An international company closing an acquisition in Kazakhstan now faces a compliance step that did not exist in its prior transaction cycle. Kazakhstan's investment screening regime has been extended to capture a broader set of foreign transactions – and the notification window is short. Missing it exposes the deal to suspension and potential unwinding orders under Kazakhstan's investment legislation.
Kazakhstan introduced expanded foreign investment notification requirements under amendments to its investment legislation, effective 1 January 2026. Foreign investors acquiring interests in Kazakhstani entities operating in designated strategic sectors must submit a pre-completion notification to the authorised state body before closing. The deadline for submitting notification filings for transactions already in progress is 60 days from the effective date of the amendments.
This alert summarises what changed, which businesses are caught, and the specific steps international companies must take now.

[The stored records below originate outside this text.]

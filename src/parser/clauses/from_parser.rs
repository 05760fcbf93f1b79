use crate::model::FromTable;
use crate::parser::clauses::TextCollector;
use crate::parser::{ParseError, QueryCursor};

pub struct FromParser;

impl FromParser {
    /// Parses `FROM table [AS] [alias] [, ...]`, consuming the FROM keyword.
    /// The first table is the primary one; every name and alias it declares
    /// joins the reference namespace checked at generation time.
    pub fn parse(cursor: &mut QueryCursor) -> Result<Vec<FromTable>, ParseError> {
        let Some(len) = cursor.comparers.from.matched_len(cursor) else {
            return ParseError::new("expected FROM", cursor.position, cursor).err();
        };
        cursor.jump(len);

        let mut tables: Vec<FromTable> = vec![];

        loop {
            cursor.next_non_whitespace();
            let name = TextCollector::collect(cursor)?;
            let mut table = FromTable { name, alias: None };

            let mut advanced = cursor.check_next_phase();

            if !advanced && cursor.current() != ',' {
                if let Some(len) = cursor.comparers.alias.matched_len(cursor) {
                    cursor.jump(len);
                    cursor.next_non_whitespace();
                }
                table.alias = Some(TextCollector::collect(cursor)?);
                advanced = cursor.check_next_phase();
            }

            tables.push(table);

            if !advanced && cursor.current() == ',' {
                cursor.next();
                continue;
            }

            if advanced {
                return Ok(tables);
            }

            return ParseError::new("expected ',' or end of FROM clause", cursor.position, cursor)
                .err();
        }
    }
}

What changed and when it takes effect
Kazakhstan's investment legislation previously required full approval – rather than notification – only for acquisitions in a narrow list of sectors. The 2026 amendments restructure this approach. They introduce a two-tier system.
The first tier covers sectors designated as strategically sensitive. These include subsoil use and natural resources, financial infrastructure, telecommunications, transport corridors, and energy generation. Transactions in these sectors continue to require prior approval.
The second tier – the new element – introduces a mandatory notification obligation. It applies to foreign investors acquiring stakes in entities operating outside the strategic-sensitive list but meeting defined threshold criteria. Notification must be submitted before the transaction closes. The authorised body then has a defined review window to raise objections or clear the transaction. Silence within that window constitutes clearance.
Separately, the amendments introduce enhanced disclosure obligations for foreign-controlled entities already operating in Kazakhstan. Annual filings must now confirm the ultimate beneficial owner and identify any changes in control structure. This requirement intersects directly with securities offering and prospectus rules administered by the Agentstvo Respubliki Kazakhstan po regulirovaniyu i razvitiyu finansovogo rynka (Agency of the Republic of Kazakhstan for Regulation and Development of the Financial Market, hereinafter the Financial Regulator). Any company that has completed an IPO or maintains a listing on the Astana International Exchange must ensure that beneficial ownership disclosures in its annual filing are consistent with listing requirements under capital markets legislation.
The effective date for all new obligations is 1 January 2026. For transactions signed before that date but not yet closed, a 60-day transitional filing window applies.
Which companies are affected and what thresholds apply
The notification requirement is triggered by the combination of three factors: the nationality of the acquirer, the size of the stake being acquired, and the sector of the target.
On nationality: the obligation applies to any foreign legal entity or individual acquiring an interest in a Kazakhstani legal entity. It also applies to a Kazakhstani entity that is itself majority-controlled by a foreign person, where that entity is making a downstream acquisition in Kazakhstan.
On stake size: the threshold is set at acquiring – directly or indirectly – 10% or more of voting rights or share capital. Acquisitions of minority positions below this level are not caught, provided they do not grant effective control through shareholder agreement or other contractual arrangements. If such arrangements exist, they are assessed on substance rather than form.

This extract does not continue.